Take each line of the records below that contains the string "copied" and copy it.

START Material supplied

//! Status effect lifetime management.

use crate::effects::{effect_exists, effect_valid};
use gridrun_core::{EntityId, State, TimeLimit};
use indexmap::IndexSet;

/// Decrement the time limit of every referenced, time-limited effect.
///
/// Runs once per step. Effects referenced by several holders tick once,
/// not once per holder.
pub fn status_tick_system(state: &State) -> State {
    let mut ticked: IndexSet<EntityId> = IndexSet::new();
    for (_, status) in state.status.iter() {
        ticked.extend(status.effect_ids.iter().copied());
    }

    let mut next = state.clone();
    for effect in ticked {
        if let Some(&TimeLimit { amount }) = state.time_limit.get(effect) {
            next.time_limit.insert(effect, TimeLimit { amount: amount - 1 });
        }
    }
    next
}

/// Drop expired or dangling effect references from every status.
///
/// An effect reference is dropped when the effect entity no longer
/// exists in any effect store, or its time / usage limit has run out.
/// Empty statuses stay attached; holding no effects is a valid state.
pub fn status_gc_system(state: &State) -> State {
    let mut next = state.clone();
    for (holder, status) in state.status.iter() {
        let keep: Vec<EntityId> = status
            .effect_ids
            .iter()
            .copied()
            .filter(|e| effect_exists(state, *e) && effect_valid(state, *e))
            .collect();
        if keep.len() != status.effect_ids.len() {
            let mut pruned = status.clone();
            for e in status.effect_ids.iter().copied() {
                if !keep.contains(&e) {
                    pruned = pruned.without_effect(e);
                }
            }
            next.status.insert(holder, pruned);
        }
    }
    next
}
//! Entity identifiers and allocation.

use std::fmt;

/// Identifies an entity within a simulation.
///
/// An `EntityId` is an opaque handle tying together zero or more
/// components. IDs are allocated by an [`EntityAllocator`] at authoring
/// time and are never reused within a single running simulation.
#[derive(Clone, Copy, Debug, PartialEq, Eq, Hash, PartialOrd, Ord)]
pub struct EntityId(pub u64);

impl fmt::Display for EntityId {
    fn fmt(&self, f: &mut fmt::Formatter<'_>) -> fmt::Result {
        write!(f, "{}", self.0)
    }
}

impl From<u64> for EntityId {
    fn from(v: u64) -> Self {
        Self(v)
    }
}

/// Monotonic entity ID allocator.
///
/// A plain incrementing counter is sufficient because a `State` lives
/// within a single episode; IDs are not recycled. Level conversion owns
/// one allocator per build, which keeps allocation deterministic for a
/// given authoring order.
#[derive(Clone, Debug, Default)]
pub struct EntityAllocator {
    next: u64,
}

impl EntityAllocator {
    /// Create an allocator starting at ID 0.
    pub fn new() -> Self {
        Self::default()
    }

    /// Allocate a fresh, unique entity ID.
    pub fn alloc(&mut self) -> EntityId {
        let id = EntityId(self.next);
        self.next += 1;
        id
    }

    /// Allocate `n` fresh IDs.
    pub fn alloc_many(&mut self, n: usize) -> Vec<EntityId> {
        (0..n).map(|_| self.alloc()).collect()
    }
}
//! Level authoring for the gridrun simulation engine.
//!
//! Levels are built from declarative [`EntitySpec`] bundles placed on a
//! mutable grid, then converted to an immutable runtime
//! [`State`](gridrun_core::State) with deterministic entity ID
//! assignment. A seeded maze generator provides ready-made levels for
//! testing and benchmarks.

#![forbid(unsafe_code)]
#![deny(missing_docs)]

pub mod level;
pub mod maze;
pub mod spec;

pub use level::Level;
pub use maze::generate_maze;
pub use spec::EntitySpec;
//! Core types for the gridrun simulation engine.
//!
//! This crate defines the entity-component data model over immutable
//! state snapshots: entity IDs, component value types, copy-on-write
//! component stores, the aggregate [`State`] snapshot, and the
//! pluggable movement / objective rules. The systems that transform
//! states live in `gridrun-systems`.

#![forbid(unsafe_code)]
#![deny(missing_docs)]

pub mod action;
pub mod components;
pub mod error;
pub mod grid;
pub mod id;
pub mod pos;
pub mod rules;
pub mod state;
pub mod store;

pub use action::Action;
pub use components::{
    Appearance, Cost, Damage, Health, Inventory, Key, Locked, MoveAxis, Moving, PathfindKind,
    Pathfinding, Portal, Rewardable, Speed, Status, TimeLimit, UsageLimit,
};
pub use error::{LevelError, StepError};
pub use id::{EntityAllocator, EntityId};
pub use pos::{Direction, Pos};
pub use rules::{MovePath, MoveRule, ObjectiveRule};
pub use state::State;
pub use store::{ComponentMap, HitSet, TagSet, TrailMap};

END Material supplied

Completed exercise |
        ticked.extend(status.effect_ids.iter().copied());
            .copied()
            for e in status.effect_ids.iter().copied() {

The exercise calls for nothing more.